Parti de Concarneau à bord du « Nomade des mers », l’ingénieur Corentin de Chatelperron – prix « « Toison d’or de l’aventurier de l’année 2021 » de La Guilde – fait depuis 2016, le tour du monde des « low tech », ces technologies ingénieuses, porteuses d’autonomie et de développement. Entre lampe solaire faite à partir de bouteilles en plastiques, « mouches soldats » capables de recycler des déchets organiques, et ordinateur à 10$ avec des composants de récupération, ce Geo Trouvetou écolo multiplie les trouvailles. On avait déjà suivi ses aventures passionnantes dans une série d’émissions diffusées sur Arte ce printemps. Voilà qu’avec le collaboration de la chaine, il vient de réaliser un nouveau documentaire : « Quatre mois sur ma biosphère ».

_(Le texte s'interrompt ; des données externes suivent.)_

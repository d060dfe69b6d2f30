use crate::config::Config;
use crate::error::Result;
use crate::providers::{ProviderCredentials, ProviderKind};
use crate::proxy::{self, AppState};

/// Run the proxy server
///
/// `bind` overrides the configured bind address.
pub async fn run_server(config: Config, bind: Option<String>) -> Result<()> {
    let addr = bind.unwrap_or_else(|| config.server.bind_address.clone());
    let credentials = ProviderCredentials::from_env();

    for kind in [ProviderKind::OpenAi, ProviderKind::Anthropic] {
        if credentials.get(kind).is_none() {
            tracing::warn!("No API key configured for {}; its requests will fail", kind);
        }
    }

    tracing::info!(
        origin = %config.server.allowed_origin,
        max_requests = config.server.rate_limit.max_requests,
        window_seconds = config.server.rate_limit.window_seconds,
        "Starting proxy"
    );

    let state = AppState::new(config, credentials)?;
    proxy::serve(&addr, state).await
}
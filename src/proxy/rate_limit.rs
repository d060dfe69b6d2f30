//! Per-address sliding-window rate limiting
//!
//! Each client address keeps the instants of its recent requests. A check
//! first drops every instant older than the window for all addresses, then
//! admits the request if the caller still has room.

use crate::error::ChatBridgeError;
use std::collections::HashMap;
use std::sync::Arc;
use std::time::{Duration, Instant};
use tokio::sync::Mutex;

/// Sliding-window limiter shared by all request handlers
///
/// Cloning is cheap and every clone shares one table. The table lives in
/// this process only.
#[derive(Debug, Clone)]
pub struct SlidingWindowRateLimiter {
    max_requests: u32,
    window: Duration,
    requests: Arc<Mutex<HashMap<String, Vec<Instant>>>>,
}

impl SlidingWindowRateLimiter {
    /// Create a limiter admitting `max_requests` per `window` per address
    pub fn new(max_requests: u32, window: Duration) -> Self {
        Self {
            max_requests,
            window,
            requests: Arc::new(Mutex::new(HashMap::new())),
        }
    }

    pub fn max_requests(&self) -> u32 {
        self.max_requests
    }

    /// Record a request from `addr` if it is within quota
    ///
    /// # Returns
    ///
    /// Returns the number of requests still available in the window
    ///
    /// # Errors
    ///
    /// Returns [`ChatBridgeError::RateLimitExceeded`] when `addr` is over quota
    ///
    /// # Examples
    ///
    /// ```
    /// use chatbridge::proxy::SlidingWindowRateLimiter;
    /// use std::time::Duration;
    ///
    /// # tokio_test::block_on(async {
    /// let limiter = SlidingWindowRateLimiter::new(2, Duration::from_secs(60));
    /// assert_eq!(limiter.check("203.0.113.7").await.unwrap(), 1);
    /// assert_eq!(limiter.check("203.0.113.7").await.unwrap(), 0);
    /// assert!(limiter.check("203.0.113.7").await.is_err());
    /// # });
    /// ```
    pub async fn check(&self, addr: &str) -> Result<u32, ChatBridgeError> {
        self.check_at(addr, Instant::now()).await
    }

    /// Same as [`check`](Self::check) at an explicit instant
    pub async fn check_at(&self, addr: &str, now: Instant) -> Result<u32, ChatBridgeError> {
        let mut table = self.requests.lock().await;
        let window = self.window;

        table.retain(|_, stamps| {
            stamps.retain(|t| now.saturating_duration_since(*t) < window);
            !stamps.is_empty()
        });

        let stamps = table.entry(addr.to_string()).or_default();
        if stamps.len() >= self.max_requests as usize {
            let oldest = stamps.iter().min().copied().unwrap_or(now);
            let reset_after = window.saturating_sub(now.saturating_duration_since(oldest));
            let reset_after_secs = reset_after.as_secs() + u64::from(reset_after.subsec_nanos() > 0);

            tracing::warn!(addr, limit = self.max_requests, "Rate limit exceeded");
            return Err(ChatBridgeError::RateLimitExceeded {
                limit: self.max_requests,
                remaining: 0,
                reset_after_secs: reset_after_secs.max(1),
            });
        }

        stamps.push(now);
        let remaining = self.max_requests - stamps.len() as u32;
        tracing::debug!(addr, remaining, "Rate limit check passed");
        Ok(remaining)
    }

    /// Number of addresses currently tracked
    pub async fn tracked_addresses(&self) -> usize {
        self.requests.lock().await.len()
    }
}
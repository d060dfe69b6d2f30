use crate::chat::ChatStore;
use crate::cli::SessionCommand;
use crate::config::Config;
use crate::error::{ChatBridgeError, Result};
use crate::storage::{ChatMessage, Role, SqliteStorage};
use colored::Colorize;
use prettytable::{format, Table};

/// Handle session management commands
pub fn handle_sessions(command: SessionCommand, config: &Config) -> Result<()> {
    let mut store = super::open_store(config)?;

    match command {
        SessionCommand::List => list_sessions(&store),
        SessionCommand::New => {
            let session = store.create_session();
            println!(
                "{} {} ({})",
                "Created".green(),
                session.name,
                session.id.cyan()
            );
            Ok(())
        }
        SessionCommand::Rename { id, name } => {
            if !store.rename_session(&id, &name) {
                return Err(ChatBridgeError::InvalidRequest(format!("Unknown session: {}", id)).into());
            }
            println!("{}", format!("Renamed session {} to {}", id, name).green());
            Ok(())
        }
        SessionCommand::Delete { id } => {
            if !store.delete_session(&id) {
                println!("{}", format!("Session {} not found.", id).yellow());
                return Ok(());
            }
            println!("{}", format!("Deleted session {}", id).green());
            Ok(())
        }
        SessionCommand::Show { id } => {
            let id = super::select_session(&mut store, id.as_deref())?;
            print_history(&id, store.history());
            Ok(())
        }
    }
}

fn list_sessions(store: &ChatStore<SqliteStorage>) -> Result<()> {
    let sessions = store.sessions_by_recency();

    if sessions.is_empty() {
        println!("{}", "No chat sessions found.".yellow());
        return Ok(());
    }

    let mut table = Table::new();
    table.set_format(*format::consts::FORMAT_BORDERS_ONLY);

    table.add_row(prettytable::row![
        "ID".bold(),
        "Name".bold(),
        "Messages".bold(),
        "Last Updated".bold()
    ]);

    for session in sessions {
        let name = if session.name.chars().count() > 40 {
            format!("{}...", session.name.chars().take(37).collect::<String>())
        } else {
            session.name.clone()
        };
        let messages = store.peek_history(&session.id).len();
        let updated = session
            .timestamp
            .with_timezone(&chrono::Local)
            .format("%Y-%m-%d %H:%M")
            .to_string();

        table.add_row(prettytable::row![session.id.cyan(), name, messages, updated]);
    }

    println!("\nChat Sessions:");
    table.printstd();
    println!();
    println!(
        "Use {} to continue a session.",
        "chatbridge chat --session <ID> send <MESSAGE>".cyan()
    );
    println!();
    Ok(())
}

fn print_history(session_id: &str, history: &[ChatMessage]) {
    println!("\nSession {}\n", session_id.cyan());

    if history.is_empty() {
        println!("{}", "No messages yet.".yellow());
        return;
    }

    for message in history {
        let label = match message.role {
            Role::User => "you".green().bold(),
            Role::Assistant => "assistant".blue().bold(),
        };
        println!(
            "[{}] {} {}",
            message.timestamp.with_timezone(&chrono::Local).format("%H:%M"),
            label,
            message.id.dimmed()
        );
        println!("{}\n", message.content);
    }
}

Prix des Jeunes de la ville de Dijon au Ecrans de l’aventure, Prix Special ADEME aux Deauville Green Awards, Prix de l’Aventure Humaine au Festival Lumexplore, ce film de 52 minutes, relatant une expérience menée en 2018, est né d’une réflexion de Corentin de Chatelperron : « C’est en lisant un article décrivant Space X, le programme d’Elon Musk pour coloniser Mars que la première idée de la biosphère a émergé », explique-t-il. « J’étais estomaqué que l’on mette autant d’énergie et de moyens – on parle de milliards de dollars, de milliers de cerveaux parmi les plus qualifiés du monde – pour chercher à habiter sur une planète si nulle. Pourquoi aller sur Mars, planète désertique, gelée, irrespirable et lointaine quand on a une planète si belle et tant de problèmes à résoudre ? Comment peut-on penser à la gestion d’une autre planète quand la nôtre est si mal gérée ? Depuis des années nous essayons de convaincre avec mon association Low-tech Lab que nous pouvons vivre mieux avec moins, et j’avais l’intuition qu’avec toutes les innovations low-tech que nous avions répertoriées, il y avait un potentiel pour créer un écosystème vertueux. »

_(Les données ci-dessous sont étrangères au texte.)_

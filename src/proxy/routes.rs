//! Proxy HTTP routes
//!
//! `POST /chat`, `POST /models` and `POST /generate_image`, each answering
//! `OPTIONS` preflights and rejecting other methods with a JSON 405.
//! Every response carries the CORS and cache headers set by
//! [`response_headers`].

use super::error::ApiError;
use super::rate_limit::SlidingWindowRateLimiter;
use super::validation::{resolve_base_url, validate_chat_request};
use crate::config::Config;
use crate::error::{ChatBridgeError, Result};
use crate::providers::{
    self, anthropic, build_http_client, create_provider, openai, ChatParams, ImageParams,
    OpenAiProvider, Provider, ProviderCredentials, ProviderKind,
};

use axum::body::Bytes;
use axum::extract::{ConnectInfo, Request, State};
use axum::http::{header, HeaderMap, HeaderName, HeaderValue, StatusCode};
use axum::middleware::{self, Next};
use axum::response::{IntoResponse, Response};
use axum::routing::post;
use axum::{Json, Router};
use serde_json::{json, Value};
use std::net::SocketAddr;
use std::sync::Arc;
use std::time::Duration;

const RATE_LIMIT_REMAINING: HeaderName = HeaderName::from_static("x-ratelimit-remaining");

const DEFAULT_IMAGE_SIZE: &str = "1024x1024";
const DEFAULT_IMAGE_QUALITY: &str = "standard";
const DEFAULT_IMAGE_MODEL: &str = "dall-e-3";

/// State shared by all proxy handlers
#[derive(Clone)]
pub struct AppState {
    pub config: Arc<Config>,
    pub credentials: Arc<ProviderCredentials>,
    pub rate_limiter: SlidingWindowRateLimiter,
    pub http: reqwest::Client,
}

impl AppState {
    /// Build handler state from configuration and server-side credentials
    ///
    /// # Errors
    ///
    /// Returns error if the HTTP client cannot be built
    pub fn new(config: Config, credentials: ProviderCredentials) -> Result<Self> {
        let http = build_http_client(&config.providers)?;
        let rate_limiter = SlidingWindowRateLimiter::new(
            config.server.rate_limit.max_requests,
            Duration::from_secs(config.server.rate_limit.window_seconds),
        );
        Ok(Self {
            config: Arc::new(config),
            credentials: Arc::new(credentials),
            rate_limiter,
            http,
        })
    }
}

/// Build the proxy router
///
/// # Examples
///
/// ```
/// use chatbridge::config::Config;
/// use chatbridge::providers::ProviderCredentials;
/// use chatbridge::proxy::{build_router, AppState};
///
/// let state = AppState::new(Config::default(), ProviderCredentials::default()).unwrap();
/// let _router = build_router(state);
/// ```
pub fn build_router(state: AppState) -> Router {
    Router::new()
        .route(
            "/chat",
            post(chat).options(preflight).fallback(method_not_allowed),
        )
        .route(
            "/models",
            post(models).options(preflight).fallback(method_not_allowed),
        )
        .route(
            "/generate_image",
            post(generate_image)
                .options(preflight)
                .fallback(method_not_allowed),
        )
        .layer(middleware::from_fn_with_state(state.clone(), response_headers))
        .with_state(state)
}

/// Resolve the caller's address for rate limiting
///
/// Uses the first `X-Forwarded-For` entry, then `X-Real-IP`, then the
/// socket peer, then `127.0.0.1`.
pub fn client_address(headers: &HeaderMap, peer: Option<SocketAddr>) -> String {
    let header_value = |name: &str| {
        headers
            .get(name)
            .and_then(|v| v.to_str().ok())
            .map(str::trim)
            .filter(|v| !v.is_empty())
    };

    if let Some(first) = header_value("x-forwarded-for")
        .and_then(|v| v.split(',').next())
        .map(str::trim)
        .filter(|v| !v.is_empty())
    {
        return first.to_string();
    }

    if let Some(real_ip) = header_value("x-real-ip") {
        return real_ip.to_string();
    }

    peer.map(|addr| addr.ip().to_string())
        .unwrap_or_else(|| "127.0.0.1".to_string())
}

fn parse_body(body: &Bytes) -> std::result::Result<Value, ChatBridgeError> {
    serde_json::from_slice(body).map_err(|e| {
        tracing::debug!("Rejected malformed JSON body: {}", e);
        ChatBridgeError::InvalidRequest("Request body is not valid JSON".to_string())
    })
}

fn with_remaining(body: Value, remaining: u32) -> Response {
    let mut response = Json(body).into_response();
    response
        .headers_mut()
        .insert(RATE_LIMIT_REMAINING, HeaderValue::from(remaining));
    response
}

fn optional_str<'a>(body: &'a Value, key: &str) -> Option<&'a str> {
    body.get(key)
        .and_then(Value::as_str)
        .map(str::trim)
        .filter(|s| !s.is_empty())
}

async fn chat(
    State(state): State<AppState>,
    peer: Option<ConnectInfo<SocketAddr>>,
    headers: HeaderMap,
    body: Bytes,
) -> std::result::Result<Response, ApiError> {
    let addr = client_address(&headers, peer.map(|ConnectInfo(addr)| addr));
    let remaining = state.rate_limiter.check(&addr).await?;

    let body = parse_body(&body)?;
    let request = validate_chat_request(&body).map_err(|details| {
        tracing::debug!(addr = %addr, errors = details.len(), "Chat request failed validation");
        ChatBridgeError::Validation(details)
    })?;

    let providers_config = &state.config.providers;
    let (configured, allowed) = match request.provider {
        ProviderKind::OpenAi => (
            &providers_config.openai.base_url,
            &providers_config.openai.allowed_base_urls,
        ),
        ProviderKind::Anthropic => (
            &providers_config.anthropic.base_url,
            &providers_config.anthropic.allowed_base_urls,
        ),
    };
    let base_url = resolve_base_url(request.base_url.as_deref(), configured, allowed)
        .map_err(ChatBridgeError::InvalidRequest)?;

    let provider = create_provider(
        request.provider,
        &base_url,
        &state.http,
        &state.credentials,
        providers_config,
    )?;

    let params = ChatParams {
        model: request.model,
        messages: request.messages,
        temperature: request
            .temperature
            .unwrap_or(providers_config.default_temperature),
        max_tokens: request
            .max_tokens
            .unwrap_or(providers_config.default_max_tokens),
    };

    tracing::info!(
        addr = %addr,
        provider = provider.name(),
        model = %params.model,
        messages = params.messages.len(),
        "Forwarding chat request"
    );

    let completion = provider.complete(&params).await?;
    Ok(with_remaining(json!(completion), remaining))
}

async fn models(
    State(state): State<AppState>,
    body: Bytes,
) -> std::result::Result<Response, ApiError> {
    let body = parse_body(&body)?;
    let provider_name = optional_str(&body, "provider_name").ok_or_else(|| {
        ChatBridgeError::InvalidRequest("provider_name is required".to_string())
    })?;

    let models: Vec<String> = match provider_name {
        "openai" => list_openai_models(&state, optional_str(&body, "endpoint_url")).await?,
        "anthropic" => builtin(anthropic::MODELS),
        "ollama" => builtin(providers::OLLAMA_MODELS),
        "lmstudio" => builtin(providers::LMSTUDIO_MODELS),
        other => {
            return Err(ChatBridgeError::InvalidRequest(format!(
                "Unsupported provider: {}",
                other
            ))
            .into())
        }
    };

    tracing::debug!(provider = provider_name, count = models.len(), "Listed models");
    Ok(Json(json!({ "models": models })).into_response())
}

fn builtin(models: &[&str]) -> Vec<String> {
    models.iter().map(|m| m.to_string()).collect()
}

async fn list_openai_models(
    state: &AppState,
    endpoint_url: Option<&str>,
) -> std::result::Result<Vec<String>, ApiError> {
    let Some(api_key) = state.credentials.get(ProviderKind::OpenAi) else {
        tracing::debug!("No OpenAI key configured, returning empty model list");
        return Ok(Vec::new());
    };

    let openai_config = &state.config.providers.openai;
    let base_url = resolve_base_url(
        endpoint_url,
        &openai_config.base_url,
        &openai_config.allowed_base_urls,
    )
    .map_err(ChatBridgeError::InvalidRequest)?;

    let provider = OpenAiProvider::new(state.http.clone(), base_url, api_key);
    match provider.list_models().await {
        Ok(models) => Ok(models),
        Err(e) => {
            tracing::warn!("Model listing failed, using fallback list: {:#}", e);
            Ok(builtin(openai::FALLBACK_MODELS))
        }
    }
}

async fn generate_image(
    State(state): State<AppState>,
    peer: Option<ConnectInfo<SocketAddr>>,
    headers: HeaderMap,
    body: Bytes,
) -> std::result::Result<Response, ApiError> {
    let addr = client_address(&headers, peer.map(|ConnectInfo(addr)| addr));
    let remaining = state.rate_limiter.check(&addr).await?;

    let body = parse_body(&body)?;
    let prompt = optional_str(&body, "prompt").ok_or_else(|| {
        ChatBridgeError::InvalidRequest("prompt is required for image generation".to_string())
    })?;

    let params = ImageParams {
        prompt: prompt.to_string(),
        size: optional_str(&body, "size")
            .unwrap_or(DEFAULT_IMAGE_SIZE)
            .to_string(),
        quality: optional_str(&body, "quality")
            .unwrap_or(DEFAULT_IMAGE_QUALITY)
            .to_string(),
        model: optional_str(&body, "model")
            .unwrap_or(DEFAULT_IMAGE_MODEL)
            .to_string(),
    };

    let api_key = state.credentials.require(ProviderKind::OpenAi)?;
    let provider = OpenAiProvider::new(
        state.http.clone(),
        state.config.providers.openai.base_url.clone(),
        api_key,
    );

    tracing::info!(addr = %addr, model = %params.model, size = %params.size, "Forwarding image request");

    let images = provider.generate_image(&params).await?;
    Ok(with_remaining(
        json!({
            "images": images,
            "prompt": params.prompt,
            "size": params.size,
            "quality": params.quality,
            "model": params.model,
        }),
        remaining,
    ))
}

async fn preflight() -> StatusCode {
    StatusCode::OK
}

async fn method_not_allowed() -> Response {
    (
        StatusCode::METHOD_NOT_ALLOWED,
        Json(json!({ "error": "Method not allowed" })),
    )
        .into_response()
}

/// Attach CORS, content-type and cache headers to every response
async fn response_headers(State(state): State<AppState>, request: Request, next: Next) -> Response {
    let cacheable = request.uri().path() == "/models";
    let method = request.method().clone();
    let path = request.uri().path().to_string();

    let mut response = next.run(request).await;
    tracing::debug!(%method, path = %path, status = %response.status(), "Handled request");

    let origin = HeaderValue::from_str(&state.config.server.allowed_origin)
        .unwrap_or_else(|_| HeaderValue::from_static("*"));
    let cache_control = if cacheable {
        "public, max-age=3600"
    } else {
        "no-cache, no-store, must-revalidate"
    };

    let headers = response.headers_mut();
    headers.insert(header::ACCESS_CONTROL_ALLOW_ORIGIN, origin);
    headers.insert(
        header::ACCESS_CONTROL_ALLOW_HEADERS,
        HeaderValue::from_static("Content-Type"),
    );
    headers.insert(
        header::ACCESS_CONTROL_ALLOW_METHODS,
        HeaderValue::from_static("POST, OPTIONS"),
    );
    headers.insert(
        header::CONTENT_TYPE,
        HeaderValue::from_static("application/json"),
    );
    headers.insert(header::CACHE_CONTROL, HeaderValue::from_static(cache_control));
    response
}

Que recherchait l’ingénieur dans cette nouvelle expérience ? « Ce que je voulais, c’était créer un contexte qui me mette sous contrainte, qui m’oblige à exploiter toutes les ressources des low-tech, à ne vivre qu’avec les ressources qu’elles me procurent. Chaque low-tech est la pièce d’un puzzle. Prises individuellement, elles ne répondent qu’à une petite partie de l’équation. Ensemble, elles forment un écosystème. »
Après 4 mois de vie sur la plate-forme, qu’en a-t-il retiré ?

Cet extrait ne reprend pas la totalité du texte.